Bibliotecas combinatórias são um componente chave do kit de ferramentas do químico para a triagem de ligantes. Bibliotecas combinatórias dinâmicas adicionam uma nova dimensão ao interligar síntese e triagem. Agora, Cientistas britânicos desenvolveram uma biblioteca combinatória dinâmica para a triagem de estruturas de ligantes supramoleculares que reconhecem superfícies de proteínas e podem interferir na interação proteína-proteína. O estudo foi publicado no European Journal of Organic Chemistry .
A química combinatória foi adotada pela indústria farmacêutica porque permite aos químicos criar grandes quantidades de moléculas e testá-las quanto às propriedades desejadas, por exemplo, afinidades de ligação a um alvo terapeuticamente importante. A síntese e a triagem estão ligadas na química combinatória dinâmica, pois as bibliotecas combinatórias dinâmicas podem mudar sua distribuição de produto em resposta à ligação ao alvo. Este processo de amplificação do produto gera estruturas supramoleculares que são de difícil acesso e permite a identificação rápida de arquiteturas de ligação, por exemplo, inibidores de ligação ao sítio ativo de uma enzima.

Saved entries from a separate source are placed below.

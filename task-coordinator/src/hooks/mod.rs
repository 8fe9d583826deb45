//! Coordination policies: one module per runtime lifecycle event.
//!
//! Each `handle` is a single synchronous pass: read the lock (and through
//! it the task document), decide, optionally touch the ledger, answer. No
//! policy may fail the caller: every degenerate input degrades to the
//! neutral decision.

pub mod post_task;
pub mod pre_compact;
pub mod pre_task;
pub mod session_start;
pub mod stop;
pub mod user_prompt;

use std::path::Path;

use tracing::warn;

use crate::lock::{self, LockRecord, TaskLock, DEFAULT_STALE_HOURS};

/// The distinguished coordinating agent.
pub fn is_coordinator(agent_type: &str) -> bool {
    agent_type == "tc-coordinator" || agent_type == "taskcoord:tc-coordinator"
}

/// First 8 characters of a session id, for logs and annotations.
pub fn short_session(session_id: &str) -> &str {
    session_id.get(..8).unwrap_or(session_id)
}

/// Read the active task's lock, evicting it first when stale.
///
/// `None`: no active task in this project. `Some((lock, None))`: task is
/// active but no (surviving) lock record exists. Every policy that reads
/// the lock goes through here, so a stale lock is gone before any decision
/// is made from it.
pub fn read_project_lock(root: &Path) -> Option<(TaskLock, Option<LockRecord>)> {
    let lock = TaskLock::for_project(root)?;
    let record = lock.get_raw();

    if let Some(existing) = &record {
        if lock::is_stale(existing, DEFAULT_STALE_HOURS) {
            warn!(
                threshold_hours = DEFAULT_STALE_HOURS,
                "stale lock detected, evicting"
            );
            lock.delete();
            return Some((lock, None));
        }
    }

    Some((lock, record))
}
//! Project-level configuration.
//!
//! A small JSON file merged field-wise over built-in defaults. Invalid
//! numeric values are clamped back to the defaults with a warning: a broken
//! config must never stop a hook from answering. The loaded object is
//! constructed once per invocation at the entry boundary and threaded as an
//! argument; nothing here is cached in process-wide state.

use std::path::{Path, PathBuf};

use serde::{Deserialize, Serialize};

/// Relative path of the user config file.
pub const CONFIG_FILE: &str = ".claude/tasks/cfg/taskcoord.config.json";

#[derive(Debug, Clone, Default, Serialize, Deserialize)]
#[serde(default)]
pub struct CoordConfig {
    pub knowledge: KnowledgeConfig,
    pub logging: LoggingConfig,
    pub agents: AgentsConfig,
    pub search: SearchConfig,
}

#[derive(Debug, Clone, Serialize, Deserialize)]
#[serde(default)]
pub struct KnowledgeConfig {
    /// Ledger size cap enforced by compaction.
    pub max_entries: i64,

    /// Approximate token budget for the injected knowledge summary.
    pub max_tokens: i64,

    pub validation: ValidationConfig,
}

impl Default for KnowledgeConfig {
    fn default() -> Self {
        Self {
            max_entries: 100,
            max_tokens: 500,
            validation: ValidationConfig::default(),
        }
    }
}

#[derive(Debug, Clone, Serialize, Deserialize)]
#[serde(default)]
pub struct ValidationConfig {
    pub enabled: bool,

    /// Reject low-information entries (status chatter) at write time.
    pub blocklist: bool,
}

impl Default for ValidationConfig {
    fn default() -> Self {
        Self {
            enabled: true,
            blocklist: true,
        }
    }
}

#[derive(Debug, Clone, Serialize, Deserialize)]
#[serde(default)]
pub struct LoggingConfig {
    /// error | warn | info | debug | trace
    pub level: String,
}

impl Default for LoggingConfig {
    fn default() -> Self {
        Self {
            level: "info".to_string(),
        }
    }
}

#[derive(Debug, Clone, Serialize, Deserialize)]
#[serde(default)]
pub struct AgentsConfig {
    /// Agents that belong to the coordination machinery itself. They never
    /// receive knowledge injection and never trigger the post-completion
    /// protocol. User entries are unioned with this list, not replacing it.
    pub system: Vec<String>,
}

impl Default for AgentsConfig {
    fn default() -> Self {
        Self {
            system: default_system_agents(),
        }
    }
}

fn default_system_agents() -> Vec<String> {
    [
        "tc-coordinator",
        "tc-knowledge-manager",
        "taskcoord:tc-coordinator",
        "taskcoord:tc-knowledge-manager",
        "Explore",
        "Plan",
        "Bash",
        "general-purpose",
        "claude-code-guide",
        "skill-creator",
        "agent-creator",
        "statusline-setup",
    ]
    .into_iter()
    .map(String::from)
    .collect()
}

#[derive(Debug, Clone, Serialize, Deserialize)]
#[serde(default)]
pub struct SearchConfig {
    /// Auto-start the search watcher on session start.
    pub auto_start: bool,

    /// Timeout for the embedding-backend health probe.
    pub probe_timeout_ms: i64,
}

impl Default for SearchConfig {
    fn default() -> Self {
        Self {
            auto_start: true,
            probe_timeout_ms: 1500,
        }
    }
}

impl CoordConfig {
    pub fn config_path(root: &Path) -> PathBuf {
        root.join(CONFIG_FILE)
    }

    /// Load the project config, merged over defaults.
    ///
    /// Never fails: an unreadable or unparseable file falls back to the
    /// defaults, and out-of-range numerics are clamped. Warnings are
    /// returned rather than logged because the subscriber is usually not
    /// installed yet when the config is loaded.
    pub fn load(root: &Path) -> (Self, Vec<String>) {
        let mut warnings = Vec::new();
        let path = Self::config_path(root);

        let mut config = if path.exists() {
            match std::fs::read_to_string(&path) {
                Ok(content) => match serde_json::from_str::<CoordConfig>(&content) {
                    Ok(parsed) => parsed,
                    Err(e) => {
                        warnings.push(format!(
                            "invalid config {}: {} (using defaults)",
                            path.display(),
                            e
                        ));
                        CoordConfig::default()
                    }
                },
                Err(e) => {
                    warnings.push(format!(
                        "failed to read {}: {} (using defaults)",
                        path.display(),
                        e
                    ));
                    CoordConfig::default()
                }
            }
        } else {
            CoordConfig::default()
        };

        config.merge_system_agents();
        config.clamp(&mut warnings);
        (config, warnings)
    }

    /// User-provided system agents extend the built-in list.
    fn merge_system_agents(&mut self) {
        for agent in default_system_agents() {
            if !self.agents.system.contains(&agent) {
                self.agents.system.push(agent);
            }
        }
    }

    /// Clamp invalid numeric fields back to their defaults.
    fn clamp(&mut self, warnings: &mut Vec<String>) {
        let defaults = KnowledgeConfig::default();
        if self.knowledge.max_entries < 1 {
            warnings.push(format!(
                "invalid knowledge.max_entries={}, using default {}",
                self.knowledge.max_entries, defaults.max_entries
            ));
            self.knowledge.max_entries = defaults.max_entries;
        }
        if self.knowledge.max_tokens < 1 {
            warnings.push(format!(
                "invalid knowledge.max_tokens={}, using default {}",
                self.knowledge.max_tokens, defaults.max_tokens
            ));
            self.knowledge.max_tokens = defaults.max_tokens;
        }
        let search_defaults = SearchConfig::default();
        if self.search.probe_timeout_ms < 1 {
            warnings.push(format!(
                "invalid search.probe_timeout_ms={}, using default {}",
                self.search.probe_timeout_ms, search_defaults.probe_timeout_ms
            ));
            self.search.probe_timeout_ms = search_defaults.probe_timeout_ms;
        }
    }

    pub fn is_system_agent(&self, agent_type: &str) -> bool {
        self.agents.system.iter().any(|a| a == agent_type)
    }
}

Contudo, superfícies de proteínas são grandes estruturas tridimensionais com manchas de hidrofobicidade diferente, acidez, e basicidade, encontrados em posições díspares em sua superfície. Portanto, a triagem de inibidores de interações proteína-proteína deve envolver ligantes mais complexos do que aqueles necessários para o reconhecimento do sítio ativo "Precisávamos identificar química reversível e metodologia analítica que seria compatível com a ideia de fazer química combinatória dinâmica para reconhecimento de superfície de proteína, "diz Andrew J. Wilson, o autor correspondente do estudo que foi realizado na Universidade de Leeds.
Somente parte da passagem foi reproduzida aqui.